> **TASK DIRECTIONS**:
Report each line of the records where "success" occurs.

RECORDS SUPPLIED below:

//! Action logging for `wp` commands.
//!
//! Every invocation is appended to `<data-dir>/action.log` as one JSON line,
//! unless `action-log #false` is configured.

use chrono::{DateTime, Utc};
use serde::{Deserialize, Serialize};
use std::fs::{self, OpenOptions};
use std::io::Write;
use std::path::{Path, PathBuf};
use tracing::warn;

/// File name of the action log inside the data directory.
pub const ACTION_LOG_FILE: &str = "action.log";

/// Keys whose values are user prose rather than structure.
const PROSE_KEYS: &[&str] = &["comment", "text"];

/// Represents a single action log entry.
#[derive(Debug, Serialize, Deserialize)]
pub struct ActionLog {
    /// ISO 8601 timestamp when the action occurred
    pub timestamp: DateTime<Utc>,

    /// Workspace root the command ran against
    pub workspace: String,

    /// Command name (e.g., "journey add", "mark", "reconcile")
    pub command: String,

    /// Command arguments as JSON
    pub args: serde_json::Value,

    /// Whether the command succeeded
    pub success: bool,

    /// Error message if the command failed
    #[serde(skip_serializing_if = "Option::is_none")]
    pub error: Option<String>,

    /// Command execution duration in milliseconds
    pub duration_ms: u64,

    /// User who executed the command
    pub user: String,
}

/// Path of the action log for a data directory.
pub fn log_path(data_dir: &Path) -> PathBuf {
    data_dir.join(ACTION_LOG_FILE)
}

/// Append an action to the log.
///
/// Never fails: write errors are logged as warnings and dropped.
pub fn log_action(
    log_path: &Path,
    workspace: &Path,
    command: &str,
    args: serde_json::Value,
    success: bool,
    error: Option<String>,
    duration_ms: u64,
) {
    let entry = ActionLog {
        timestamp: Utc::now(),
        workspace: workspace.to_string_lossy().to_string(),
        command: command.to_string(),
        args: sanitize_args(&args),
        success,
        error,
        duration_ms,
        user: get_current_user(),
    };

    if let Err(e) = write_log_entry(log_path, &entry) {
        warn!(error = %e, path = %log_path.display(), "Failed to write action log");
    }
}

/// Write a log entry to the log file.
fn write_log_entry(path: &Path, entry: &ActionLog) -> Result<(), Box<dyn std::error::Error>> {
    if let Some(parent) = path.parent() {
        fs::create_dir_all(parent)?;
    }

    let json = serde_json::to_string(entry)?;
    let mut file = OpenOptions::new().create(true).append(true).open(path)?;
    writeln!(file, "{}", json)?;

    Ok(())
}

/// Shorten arguments before they are logged.
///
/// Comments are reduced to their length, absolute paths to their basename,
/// long strings and arrays to a summary.
fn sanitize_args(args: &serde_json::Value) -> serde_json::Value {
    match args {
        serde_json::Value::Object(map) => {
            let mut sanitized = serde_json::Map::new();
            for (key, value) in map {
                let redact = PROSE_KEYS.contains(&key.to_lowercase().as_str());
                let value = match value {
                    serde_json::Value::String(s) if redact => {
                        serde_json::Value::String(format!("[{} chars]", s.chars().count()))
                    }
                    other => sanitize_args(other),
                };
                sanitized.insert(key.clone(), value);
            }
            serde_json::Value::Object(sanitized)
        }
        serde_json::Value::Array(arr) => {
            if arr.len() > 10 {
                serde_json::Value::String(format!("[Array with {} items]", arr.len()))
            } else {
                serde_json::Value::Array(arr.iter().map(sanitize_args).collect())
            }
        }
        serde_json::Value::String(s) => {
            let sanitized = if Path::new(s).is_absolute() {
                s.rsplit(['/', '\\']).next().unwrap_or(s).to_string()
            } else {
                s.clone()
            };

            let chars = sanitized.chars().count();
            if chars > 100 {
                let head: String = sanitized.chars().take(97).collect();
                serde_json::Value::String(format!("{}... ({} chars)", head, chars))
            } else {
                serde_json::Value::String(sanitized)
            }
        }
        _ => args.clone(),
    }
}

/// Get the current user's username.
fn get_current_user() -> String {
    std::env::var("USER")
        .or_else(|_| std::env::var("USERNAME"))
        .unwrap_or_else(|_| "unknown".to_string())
}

End of RECORDS SUPPLIED.

> **TASK ANSWER**:
    pub success: bool,
    success: bool,
        success,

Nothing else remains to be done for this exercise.